Return verbatim every line from the first line of the data below to the line that contains "connection is dropped", inclusive, and no further.
╭─ Data extracts
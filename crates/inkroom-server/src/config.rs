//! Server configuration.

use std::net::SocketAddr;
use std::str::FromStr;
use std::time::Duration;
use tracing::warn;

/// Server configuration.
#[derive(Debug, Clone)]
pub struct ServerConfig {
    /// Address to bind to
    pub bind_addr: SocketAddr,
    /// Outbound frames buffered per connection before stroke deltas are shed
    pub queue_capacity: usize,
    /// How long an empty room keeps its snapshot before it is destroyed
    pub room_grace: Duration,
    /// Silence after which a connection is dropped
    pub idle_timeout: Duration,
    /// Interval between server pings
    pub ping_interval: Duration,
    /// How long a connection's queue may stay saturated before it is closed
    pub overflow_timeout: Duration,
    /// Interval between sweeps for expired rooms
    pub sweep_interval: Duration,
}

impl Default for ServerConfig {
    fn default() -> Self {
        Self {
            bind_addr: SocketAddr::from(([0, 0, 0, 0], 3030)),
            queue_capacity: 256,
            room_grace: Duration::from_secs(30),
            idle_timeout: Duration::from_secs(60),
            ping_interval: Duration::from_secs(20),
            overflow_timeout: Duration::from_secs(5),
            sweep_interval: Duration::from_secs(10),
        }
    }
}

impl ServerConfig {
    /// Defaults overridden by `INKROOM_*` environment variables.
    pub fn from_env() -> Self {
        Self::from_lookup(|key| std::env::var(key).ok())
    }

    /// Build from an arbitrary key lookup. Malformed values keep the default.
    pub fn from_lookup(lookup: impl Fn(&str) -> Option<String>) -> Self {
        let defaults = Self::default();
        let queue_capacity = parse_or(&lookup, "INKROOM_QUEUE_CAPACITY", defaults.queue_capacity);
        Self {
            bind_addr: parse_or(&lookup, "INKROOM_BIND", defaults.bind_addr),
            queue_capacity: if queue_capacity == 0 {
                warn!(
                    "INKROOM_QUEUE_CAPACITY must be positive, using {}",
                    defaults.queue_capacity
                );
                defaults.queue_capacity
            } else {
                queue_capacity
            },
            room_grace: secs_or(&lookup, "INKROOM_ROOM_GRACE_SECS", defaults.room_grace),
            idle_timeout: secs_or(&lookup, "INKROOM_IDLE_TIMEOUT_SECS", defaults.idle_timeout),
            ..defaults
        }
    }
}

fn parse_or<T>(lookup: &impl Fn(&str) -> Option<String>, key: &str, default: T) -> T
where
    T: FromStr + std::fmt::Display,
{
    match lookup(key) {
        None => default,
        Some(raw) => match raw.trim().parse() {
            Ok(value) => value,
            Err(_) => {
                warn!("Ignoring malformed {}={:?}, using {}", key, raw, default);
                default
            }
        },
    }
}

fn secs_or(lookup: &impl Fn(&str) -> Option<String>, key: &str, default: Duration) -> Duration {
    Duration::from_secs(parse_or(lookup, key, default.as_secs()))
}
╰─
Response to this exercise:
filename crates/inkroom-server/src/config.rs
//! Server configuration.

use std::net::SocketAddr;
use std::str::FromStr;
use std::time::Duration;
use tracing::warn;

/// Server configuration.
#[derive(Debug, Clone)]
pub struct ServerConfig {
    /// Address to bind to
    pub bind_addr: SocketAddr,
    /// Outbound frames buffered per connection before stroke deltas are shed
    pub queue_capacity: usize,
    /// How long an empty room keeps its snapshot before it is destroyed
    pub room_grace: Duration,
    /// Silence after which a connection is dropped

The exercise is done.